Whether you sit for friends in America or London, or elsewhere as medium—though you now hate the word—or seeress, or revelator, since you have scarcely learned the elements of self-control, in psychism, you must suffer bad consequences. You draw to yourself the nearest and strongest influences—often evil—and absorb them, and are psychically stifled or narcotised by them. The airs become peopled with resuscitated phantoms.

They give you false tokens, misleading revelations, deceptive images. Your vivid creative fancy evokes illusive Gurus and chelas, and puts into their mouths words coined the instant before in the mint of your mind, unknown to yourself. The false appears as real, as the true, and you have no exact method of detection, since you are yet prone to force your communications to agree with your preconceptions. (…)

How can you know the real from the unreal, the true from the false? Only by self-development. How get that? By first carefully guarding yourself against the causes of self-deception, and chief among them, the holding of intercourse with elementaries as before, whether to please friends (?), or gratify your own curiosity. And then by spending a certain fixed hour or hours each day, all alone in self-contemplation, writing, reading, the purification of your motives, the study and correction of your faults, the planning of your work in the external life. These hours should be sacredly reserved for this purpose, and no one, not even your most intimate friend or friends, should be with you then. Little by little your sight will clear, you will find the mists pass away, your interior faculties strengthen, your attraction toward us gain force, and certainty replace doubts. But beware of seeking or leaning too much upon direct authority. Our ways are not your ways.

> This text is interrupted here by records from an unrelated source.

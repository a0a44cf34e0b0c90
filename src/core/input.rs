//! Token-stream specs for drivers: `glyph:weight, glyph:weight, ...`

use lazy_static::lazy_static;
use regex::Regex;

use crate::types::{EngineError, Token};

lazy_static! {
    // glyph: anything but ':' and ','; weight: plain or exponent decimal
    static ref RE_TOKEN: Regex = Regex::new(
        r"^\s*(?P<glyph>[^:,\s][^:,]*?)\s*:\s*(?P<weight>[-+]?(?:\d+\.?\d*|\.\d+)(?:[eE][-+]?\d+)?)\s*$"
    ).unwrap();
}

/// Parse a token spec. An empty or blank spec is an empty stream.
pub fn parse_tokens(spec: &str) -> Result<Vec<Token>, EngineError> {
    if spec.trim().is_empty() {
        return Ok(Vec::new());
    }

    spec.split(',')
        .enumerate()
        .map(|(index, entry)| parse_entry(index, entry))
        .collect()
}

fn parse_entry(index: usize, entry: &str) -> Result<Token, EngineError> {
    let caps = RE_TOKEN.captures(entry).ok_or_else(|| {
        EngineError::Input(format!("token {}: expected glyph:weight, got {:?}", index, entry.trim()))
    })?;

    let weight: f64 = caps["weight"]
        .parse()
        .map_err(|_| EngineError::Input(format!("token {}: bad weight {:?}", index, &caps["weight"])))?;
    if !weight.is_finite() {
        return Err(EngineError::Input(format!("token {}: weight is not finite", index)));
    }

    Ok(Token::new(&caps["glyph"], weight))
}

// =============================================================================
// TESTS
// =============================================================================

We rarely show any outward signs by which to be recognized or sensed.”


“One has heard of many Westerners blaming their contact with “oriental mysticism” for landing them in psychological trouble of one sort or another, an attitude which is no more intelligent than that of some psychologists in India who trace their patients’ troubles to their practice of yogic exercises, instead of seeing that the sort of man who is liable to neurosis often seeks relief from his tensions through so-called yoga. Any traveler of the spiritual path ought to know that this road will lead him away from the well-trodden ways of gregarious men and into the deep and unfrequented jungles of the mind. It makes not the slightest difference where one’s teaching comes from; one cannot blame the teaching for the beasts that lurk in one’s private jungle.”

SRI MADHAVA ASHISH, THE SECRET DOCTRINE AS A CONTRIBUTION TO WORLD THOUGHT, 1988.